(SUPPLIED MATERIAL begins)

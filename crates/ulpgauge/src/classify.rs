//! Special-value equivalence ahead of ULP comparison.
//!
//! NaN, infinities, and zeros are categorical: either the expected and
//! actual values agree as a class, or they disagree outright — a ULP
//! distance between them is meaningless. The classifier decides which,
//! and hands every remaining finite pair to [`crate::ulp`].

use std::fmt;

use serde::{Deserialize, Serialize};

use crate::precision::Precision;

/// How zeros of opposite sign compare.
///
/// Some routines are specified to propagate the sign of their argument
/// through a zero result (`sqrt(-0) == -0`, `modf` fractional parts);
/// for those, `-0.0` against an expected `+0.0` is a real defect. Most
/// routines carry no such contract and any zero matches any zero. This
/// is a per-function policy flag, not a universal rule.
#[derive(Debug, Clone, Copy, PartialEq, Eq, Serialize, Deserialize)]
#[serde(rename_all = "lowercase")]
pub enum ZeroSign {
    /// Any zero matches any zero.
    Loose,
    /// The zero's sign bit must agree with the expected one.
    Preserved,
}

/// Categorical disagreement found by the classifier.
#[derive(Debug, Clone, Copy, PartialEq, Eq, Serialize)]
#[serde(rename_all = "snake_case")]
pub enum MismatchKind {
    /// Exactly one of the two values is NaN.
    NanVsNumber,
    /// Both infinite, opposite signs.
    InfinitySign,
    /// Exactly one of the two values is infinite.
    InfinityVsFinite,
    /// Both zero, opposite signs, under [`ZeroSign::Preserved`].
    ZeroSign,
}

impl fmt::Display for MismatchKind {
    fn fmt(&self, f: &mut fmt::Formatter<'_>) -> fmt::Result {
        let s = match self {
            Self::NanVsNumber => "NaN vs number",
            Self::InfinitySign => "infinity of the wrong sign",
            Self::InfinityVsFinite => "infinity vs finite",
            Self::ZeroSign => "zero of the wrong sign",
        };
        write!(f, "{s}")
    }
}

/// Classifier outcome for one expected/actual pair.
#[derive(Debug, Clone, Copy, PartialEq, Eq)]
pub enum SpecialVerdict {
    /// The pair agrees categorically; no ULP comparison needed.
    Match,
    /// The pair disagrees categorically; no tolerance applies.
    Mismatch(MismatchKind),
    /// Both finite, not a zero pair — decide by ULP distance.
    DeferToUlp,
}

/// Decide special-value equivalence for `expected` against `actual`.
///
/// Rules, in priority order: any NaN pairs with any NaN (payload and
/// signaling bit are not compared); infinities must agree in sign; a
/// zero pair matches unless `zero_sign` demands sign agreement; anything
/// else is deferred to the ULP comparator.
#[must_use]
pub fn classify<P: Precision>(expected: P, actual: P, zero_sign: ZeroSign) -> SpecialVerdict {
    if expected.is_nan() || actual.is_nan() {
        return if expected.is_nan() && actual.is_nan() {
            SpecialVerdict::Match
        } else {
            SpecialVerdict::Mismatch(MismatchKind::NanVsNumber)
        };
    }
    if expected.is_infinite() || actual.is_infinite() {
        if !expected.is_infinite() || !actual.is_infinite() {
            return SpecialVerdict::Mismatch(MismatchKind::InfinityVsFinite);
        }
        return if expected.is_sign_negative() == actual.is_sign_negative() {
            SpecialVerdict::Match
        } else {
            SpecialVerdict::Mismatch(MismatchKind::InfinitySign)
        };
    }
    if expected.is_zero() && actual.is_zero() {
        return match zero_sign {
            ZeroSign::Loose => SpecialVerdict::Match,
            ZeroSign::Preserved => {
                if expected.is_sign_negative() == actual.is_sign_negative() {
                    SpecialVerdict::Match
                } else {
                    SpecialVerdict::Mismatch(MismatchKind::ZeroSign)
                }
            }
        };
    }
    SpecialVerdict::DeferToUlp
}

(SUPPLIED MATERIAL ends)

=== WORK REQUIRED ===
In the records above, how many lines contain the string "return"? Reply with the number only.

=== TASK SOLUTION ===
4